--- START ---

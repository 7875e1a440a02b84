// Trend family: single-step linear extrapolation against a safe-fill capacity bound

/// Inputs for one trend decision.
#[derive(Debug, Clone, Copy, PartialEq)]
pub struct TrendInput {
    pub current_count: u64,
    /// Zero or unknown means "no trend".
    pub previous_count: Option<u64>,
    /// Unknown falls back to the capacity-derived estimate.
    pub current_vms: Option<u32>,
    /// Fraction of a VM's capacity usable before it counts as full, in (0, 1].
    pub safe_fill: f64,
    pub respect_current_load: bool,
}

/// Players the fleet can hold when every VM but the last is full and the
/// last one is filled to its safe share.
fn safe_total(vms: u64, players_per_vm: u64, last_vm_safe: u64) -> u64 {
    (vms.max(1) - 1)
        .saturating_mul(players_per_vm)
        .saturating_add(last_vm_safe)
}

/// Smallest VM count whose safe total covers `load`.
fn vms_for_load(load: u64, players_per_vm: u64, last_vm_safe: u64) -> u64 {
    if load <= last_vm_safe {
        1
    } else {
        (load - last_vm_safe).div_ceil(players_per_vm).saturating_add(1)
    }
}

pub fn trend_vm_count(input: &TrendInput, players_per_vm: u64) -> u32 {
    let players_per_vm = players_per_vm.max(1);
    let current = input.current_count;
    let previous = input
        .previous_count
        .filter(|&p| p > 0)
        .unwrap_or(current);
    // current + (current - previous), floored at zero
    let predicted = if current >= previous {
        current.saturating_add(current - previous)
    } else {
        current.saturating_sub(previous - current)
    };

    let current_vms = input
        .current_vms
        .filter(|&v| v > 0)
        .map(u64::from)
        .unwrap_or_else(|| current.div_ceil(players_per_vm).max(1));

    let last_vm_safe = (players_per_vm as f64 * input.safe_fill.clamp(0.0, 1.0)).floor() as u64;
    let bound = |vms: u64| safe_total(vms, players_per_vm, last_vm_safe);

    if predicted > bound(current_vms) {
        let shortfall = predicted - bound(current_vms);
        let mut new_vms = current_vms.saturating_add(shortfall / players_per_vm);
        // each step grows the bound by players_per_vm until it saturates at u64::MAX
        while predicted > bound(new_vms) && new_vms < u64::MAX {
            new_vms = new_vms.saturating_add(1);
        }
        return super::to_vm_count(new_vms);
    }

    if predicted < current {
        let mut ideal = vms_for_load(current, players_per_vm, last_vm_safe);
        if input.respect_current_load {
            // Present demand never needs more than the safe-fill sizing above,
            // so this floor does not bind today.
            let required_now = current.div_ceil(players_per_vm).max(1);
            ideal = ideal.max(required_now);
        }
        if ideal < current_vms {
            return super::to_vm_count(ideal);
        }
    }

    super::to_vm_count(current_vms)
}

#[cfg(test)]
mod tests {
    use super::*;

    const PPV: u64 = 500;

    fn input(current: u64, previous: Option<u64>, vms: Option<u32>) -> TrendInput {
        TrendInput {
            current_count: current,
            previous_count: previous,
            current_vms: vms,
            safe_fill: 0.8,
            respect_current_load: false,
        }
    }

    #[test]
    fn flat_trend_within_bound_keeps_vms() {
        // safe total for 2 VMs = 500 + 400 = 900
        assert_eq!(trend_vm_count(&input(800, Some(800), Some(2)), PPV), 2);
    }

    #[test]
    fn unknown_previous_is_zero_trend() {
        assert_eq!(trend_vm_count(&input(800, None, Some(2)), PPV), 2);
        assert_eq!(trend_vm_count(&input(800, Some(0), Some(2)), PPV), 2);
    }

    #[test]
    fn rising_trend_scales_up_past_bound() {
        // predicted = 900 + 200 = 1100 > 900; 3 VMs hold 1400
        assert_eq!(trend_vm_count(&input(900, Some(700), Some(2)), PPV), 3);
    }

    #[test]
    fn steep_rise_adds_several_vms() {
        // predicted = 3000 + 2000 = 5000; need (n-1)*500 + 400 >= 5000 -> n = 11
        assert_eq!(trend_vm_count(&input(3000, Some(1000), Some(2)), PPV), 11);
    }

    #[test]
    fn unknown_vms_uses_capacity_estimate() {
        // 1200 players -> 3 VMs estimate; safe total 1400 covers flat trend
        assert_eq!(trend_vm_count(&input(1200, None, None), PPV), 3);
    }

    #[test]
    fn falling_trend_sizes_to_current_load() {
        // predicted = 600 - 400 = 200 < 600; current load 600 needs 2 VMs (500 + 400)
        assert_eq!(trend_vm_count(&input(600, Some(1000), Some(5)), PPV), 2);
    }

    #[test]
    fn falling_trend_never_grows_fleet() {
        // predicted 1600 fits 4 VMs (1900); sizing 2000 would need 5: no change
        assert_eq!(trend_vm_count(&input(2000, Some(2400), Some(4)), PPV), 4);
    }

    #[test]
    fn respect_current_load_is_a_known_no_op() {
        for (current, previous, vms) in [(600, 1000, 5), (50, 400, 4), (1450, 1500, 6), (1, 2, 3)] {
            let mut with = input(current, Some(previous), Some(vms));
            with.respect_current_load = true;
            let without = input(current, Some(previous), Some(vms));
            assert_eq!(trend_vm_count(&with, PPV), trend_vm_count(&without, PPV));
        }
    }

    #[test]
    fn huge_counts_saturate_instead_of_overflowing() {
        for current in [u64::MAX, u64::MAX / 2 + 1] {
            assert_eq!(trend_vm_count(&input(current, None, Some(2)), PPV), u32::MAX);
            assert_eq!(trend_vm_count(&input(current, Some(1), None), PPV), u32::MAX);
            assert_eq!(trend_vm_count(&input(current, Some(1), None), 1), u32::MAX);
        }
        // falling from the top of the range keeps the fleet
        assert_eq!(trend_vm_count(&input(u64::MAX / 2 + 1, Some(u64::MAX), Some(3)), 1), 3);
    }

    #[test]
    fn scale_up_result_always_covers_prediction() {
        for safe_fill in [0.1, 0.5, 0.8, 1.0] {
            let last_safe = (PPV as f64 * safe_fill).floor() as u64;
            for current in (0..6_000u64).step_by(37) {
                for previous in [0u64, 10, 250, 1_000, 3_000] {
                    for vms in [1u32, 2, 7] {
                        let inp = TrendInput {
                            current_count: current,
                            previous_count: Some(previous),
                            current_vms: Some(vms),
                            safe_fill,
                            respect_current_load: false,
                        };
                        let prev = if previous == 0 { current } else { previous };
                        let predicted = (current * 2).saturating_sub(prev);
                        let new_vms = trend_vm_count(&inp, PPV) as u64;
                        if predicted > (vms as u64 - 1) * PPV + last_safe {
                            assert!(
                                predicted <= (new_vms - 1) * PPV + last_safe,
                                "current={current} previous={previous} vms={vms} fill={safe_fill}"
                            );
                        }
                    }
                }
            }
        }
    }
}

--- END ---
--- START ---

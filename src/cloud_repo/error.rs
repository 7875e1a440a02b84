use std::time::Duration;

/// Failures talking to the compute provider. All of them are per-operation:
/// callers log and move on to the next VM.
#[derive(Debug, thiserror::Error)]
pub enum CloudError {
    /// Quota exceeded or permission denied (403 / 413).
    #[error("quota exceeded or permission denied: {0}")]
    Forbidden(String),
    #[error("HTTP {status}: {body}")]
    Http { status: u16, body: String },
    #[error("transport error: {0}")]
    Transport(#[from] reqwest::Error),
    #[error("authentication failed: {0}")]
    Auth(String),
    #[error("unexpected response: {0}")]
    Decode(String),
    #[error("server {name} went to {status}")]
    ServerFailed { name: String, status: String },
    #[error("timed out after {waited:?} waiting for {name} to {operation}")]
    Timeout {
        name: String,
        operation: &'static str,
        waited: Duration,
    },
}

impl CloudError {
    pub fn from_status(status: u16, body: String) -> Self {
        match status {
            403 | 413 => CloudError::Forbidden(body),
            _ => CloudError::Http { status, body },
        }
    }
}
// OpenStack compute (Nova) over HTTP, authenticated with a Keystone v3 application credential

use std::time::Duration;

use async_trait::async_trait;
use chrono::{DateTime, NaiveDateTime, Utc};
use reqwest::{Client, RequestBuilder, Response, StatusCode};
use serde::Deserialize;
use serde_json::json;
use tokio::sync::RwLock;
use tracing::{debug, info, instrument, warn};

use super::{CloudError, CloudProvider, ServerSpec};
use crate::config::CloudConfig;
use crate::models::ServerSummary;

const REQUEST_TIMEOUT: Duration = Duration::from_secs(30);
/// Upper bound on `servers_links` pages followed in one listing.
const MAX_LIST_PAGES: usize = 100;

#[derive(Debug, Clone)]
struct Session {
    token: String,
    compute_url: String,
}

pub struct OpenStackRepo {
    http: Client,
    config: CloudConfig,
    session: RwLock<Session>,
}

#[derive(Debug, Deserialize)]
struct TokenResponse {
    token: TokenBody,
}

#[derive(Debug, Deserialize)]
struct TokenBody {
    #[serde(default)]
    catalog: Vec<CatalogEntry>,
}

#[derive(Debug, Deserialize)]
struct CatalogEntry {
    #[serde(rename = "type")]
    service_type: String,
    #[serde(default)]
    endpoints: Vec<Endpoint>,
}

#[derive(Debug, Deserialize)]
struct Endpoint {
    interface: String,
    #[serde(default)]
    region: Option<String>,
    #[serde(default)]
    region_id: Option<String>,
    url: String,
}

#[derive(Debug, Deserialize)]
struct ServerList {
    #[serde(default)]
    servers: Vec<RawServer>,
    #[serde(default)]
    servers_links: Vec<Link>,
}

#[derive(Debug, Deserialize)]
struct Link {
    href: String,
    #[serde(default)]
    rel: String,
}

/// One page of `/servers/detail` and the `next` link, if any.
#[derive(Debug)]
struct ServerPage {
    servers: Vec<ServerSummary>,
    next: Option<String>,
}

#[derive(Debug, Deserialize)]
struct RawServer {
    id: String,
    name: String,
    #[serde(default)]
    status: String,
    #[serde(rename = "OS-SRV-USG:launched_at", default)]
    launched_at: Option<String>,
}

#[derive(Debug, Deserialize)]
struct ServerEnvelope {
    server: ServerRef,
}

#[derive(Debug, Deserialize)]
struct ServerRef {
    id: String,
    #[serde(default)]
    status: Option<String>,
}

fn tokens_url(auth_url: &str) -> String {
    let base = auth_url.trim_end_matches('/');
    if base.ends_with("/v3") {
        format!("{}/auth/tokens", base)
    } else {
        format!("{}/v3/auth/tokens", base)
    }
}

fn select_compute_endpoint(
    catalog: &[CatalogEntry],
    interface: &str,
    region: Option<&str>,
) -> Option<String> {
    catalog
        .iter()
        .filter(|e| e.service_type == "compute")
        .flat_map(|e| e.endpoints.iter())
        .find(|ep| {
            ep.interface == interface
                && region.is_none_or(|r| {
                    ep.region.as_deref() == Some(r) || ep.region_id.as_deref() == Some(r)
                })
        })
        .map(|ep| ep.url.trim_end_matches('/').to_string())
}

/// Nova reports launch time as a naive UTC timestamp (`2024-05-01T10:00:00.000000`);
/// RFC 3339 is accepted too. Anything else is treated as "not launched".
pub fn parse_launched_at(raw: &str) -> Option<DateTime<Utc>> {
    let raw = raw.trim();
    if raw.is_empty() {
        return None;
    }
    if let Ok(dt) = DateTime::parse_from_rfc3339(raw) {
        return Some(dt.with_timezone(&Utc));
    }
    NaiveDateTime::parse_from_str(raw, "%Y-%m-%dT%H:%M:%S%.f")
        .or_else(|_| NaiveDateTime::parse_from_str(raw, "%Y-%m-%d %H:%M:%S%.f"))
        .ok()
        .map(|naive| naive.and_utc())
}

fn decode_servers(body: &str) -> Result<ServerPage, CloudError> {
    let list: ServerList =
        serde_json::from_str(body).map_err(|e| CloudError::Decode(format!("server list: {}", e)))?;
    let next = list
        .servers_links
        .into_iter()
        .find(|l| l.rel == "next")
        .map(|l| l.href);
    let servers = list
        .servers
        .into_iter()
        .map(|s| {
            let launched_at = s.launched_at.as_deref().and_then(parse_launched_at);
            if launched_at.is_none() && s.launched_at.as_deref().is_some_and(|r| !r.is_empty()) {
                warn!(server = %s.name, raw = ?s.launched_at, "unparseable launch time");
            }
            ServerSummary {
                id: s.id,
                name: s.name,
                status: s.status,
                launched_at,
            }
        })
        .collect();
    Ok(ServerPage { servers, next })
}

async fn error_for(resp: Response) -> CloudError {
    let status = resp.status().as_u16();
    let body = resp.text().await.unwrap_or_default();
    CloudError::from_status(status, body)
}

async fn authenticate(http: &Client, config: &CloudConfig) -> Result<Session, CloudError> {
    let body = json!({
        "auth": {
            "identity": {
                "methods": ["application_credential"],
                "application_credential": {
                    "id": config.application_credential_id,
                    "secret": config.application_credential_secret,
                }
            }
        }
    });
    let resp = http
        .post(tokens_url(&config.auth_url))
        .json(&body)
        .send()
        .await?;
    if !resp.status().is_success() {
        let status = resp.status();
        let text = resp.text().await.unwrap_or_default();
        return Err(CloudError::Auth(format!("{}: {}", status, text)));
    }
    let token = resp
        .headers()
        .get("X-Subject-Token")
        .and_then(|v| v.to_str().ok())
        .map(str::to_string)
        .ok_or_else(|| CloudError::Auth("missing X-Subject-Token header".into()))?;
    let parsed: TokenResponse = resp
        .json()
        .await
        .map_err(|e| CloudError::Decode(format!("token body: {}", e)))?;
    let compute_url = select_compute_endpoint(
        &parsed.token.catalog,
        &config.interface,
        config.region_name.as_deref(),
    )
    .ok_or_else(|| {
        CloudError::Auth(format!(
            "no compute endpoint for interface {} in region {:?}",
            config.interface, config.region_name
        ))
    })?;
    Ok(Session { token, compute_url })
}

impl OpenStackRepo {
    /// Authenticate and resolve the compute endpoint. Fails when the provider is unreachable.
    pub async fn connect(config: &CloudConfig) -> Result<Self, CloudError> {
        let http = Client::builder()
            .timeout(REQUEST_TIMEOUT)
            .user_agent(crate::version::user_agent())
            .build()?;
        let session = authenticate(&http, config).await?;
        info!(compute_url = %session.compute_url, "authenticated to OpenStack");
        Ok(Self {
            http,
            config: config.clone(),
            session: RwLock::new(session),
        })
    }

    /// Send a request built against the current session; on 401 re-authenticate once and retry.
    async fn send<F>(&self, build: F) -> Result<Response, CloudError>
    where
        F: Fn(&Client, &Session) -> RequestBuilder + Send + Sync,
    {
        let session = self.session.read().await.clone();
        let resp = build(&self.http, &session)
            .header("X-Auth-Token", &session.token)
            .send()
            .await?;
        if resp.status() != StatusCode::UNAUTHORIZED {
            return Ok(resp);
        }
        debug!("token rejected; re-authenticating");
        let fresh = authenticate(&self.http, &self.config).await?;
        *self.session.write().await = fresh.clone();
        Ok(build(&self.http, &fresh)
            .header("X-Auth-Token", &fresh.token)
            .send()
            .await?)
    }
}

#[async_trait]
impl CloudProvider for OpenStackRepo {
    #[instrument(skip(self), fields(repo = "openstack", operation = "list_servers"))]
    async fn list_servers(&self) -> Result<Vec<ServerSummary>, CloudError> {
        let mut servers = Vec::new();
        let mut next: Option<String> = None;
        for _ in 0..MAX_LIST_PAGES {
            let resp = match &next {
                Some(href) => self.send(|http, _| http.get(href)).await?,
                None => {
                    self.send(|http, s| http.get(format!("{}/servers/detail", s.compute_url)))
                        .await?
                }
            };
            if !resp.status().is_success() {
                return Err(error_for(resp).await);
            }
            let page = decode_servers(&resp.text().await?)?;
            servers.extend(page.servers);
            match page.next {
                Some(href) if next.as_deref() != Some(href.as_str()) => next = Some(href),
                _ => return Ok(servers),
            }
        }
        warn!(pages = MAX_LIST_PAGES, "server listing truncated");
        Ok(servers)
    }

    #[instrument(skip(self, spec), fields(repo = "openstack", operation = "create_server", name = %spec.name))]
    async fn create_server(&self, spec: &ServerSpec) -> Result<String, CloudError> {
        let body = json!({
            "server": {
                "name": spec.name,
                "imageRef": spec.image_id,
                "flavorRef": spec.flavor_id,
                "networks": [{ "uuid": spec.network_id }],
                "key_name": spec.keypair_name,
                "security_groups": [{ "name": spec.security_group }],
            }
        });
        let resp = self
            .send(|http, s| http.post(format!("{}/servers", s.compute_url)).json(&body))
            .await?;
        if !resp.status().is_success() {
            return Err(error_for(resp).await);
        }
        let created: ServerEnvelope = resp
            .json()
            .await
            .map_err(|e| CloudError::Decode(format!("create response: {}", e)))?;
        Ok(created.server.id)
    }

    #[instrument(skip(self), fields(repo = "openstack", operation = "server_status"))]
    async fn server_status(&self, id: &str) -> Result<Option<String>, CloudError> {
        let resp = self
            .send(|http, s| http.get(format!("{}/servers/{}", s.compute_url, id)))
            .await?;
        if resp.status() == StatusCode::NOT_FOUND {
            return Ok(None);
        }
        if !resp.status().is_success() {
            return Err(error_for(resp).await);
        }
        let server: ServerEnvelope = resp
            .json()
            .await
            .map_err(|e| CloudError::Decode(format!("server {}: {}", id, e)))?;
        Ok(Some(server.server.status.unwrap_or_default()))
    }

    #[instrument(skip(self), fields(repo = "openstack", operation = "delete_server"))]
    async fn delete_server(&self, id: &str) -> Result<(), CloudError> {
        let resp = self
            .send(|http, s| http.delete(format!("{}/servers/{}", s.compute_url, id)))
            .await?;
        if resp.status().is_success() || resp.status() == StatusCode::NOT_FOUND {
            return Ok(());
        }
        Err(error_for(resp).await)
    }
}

--- END ---

# Instructions to follow:
Return the lines of the records that include the string "parsed".

# Response to the task:
    let parsed: TokenResponse = resp
        &parsed.token.catalog,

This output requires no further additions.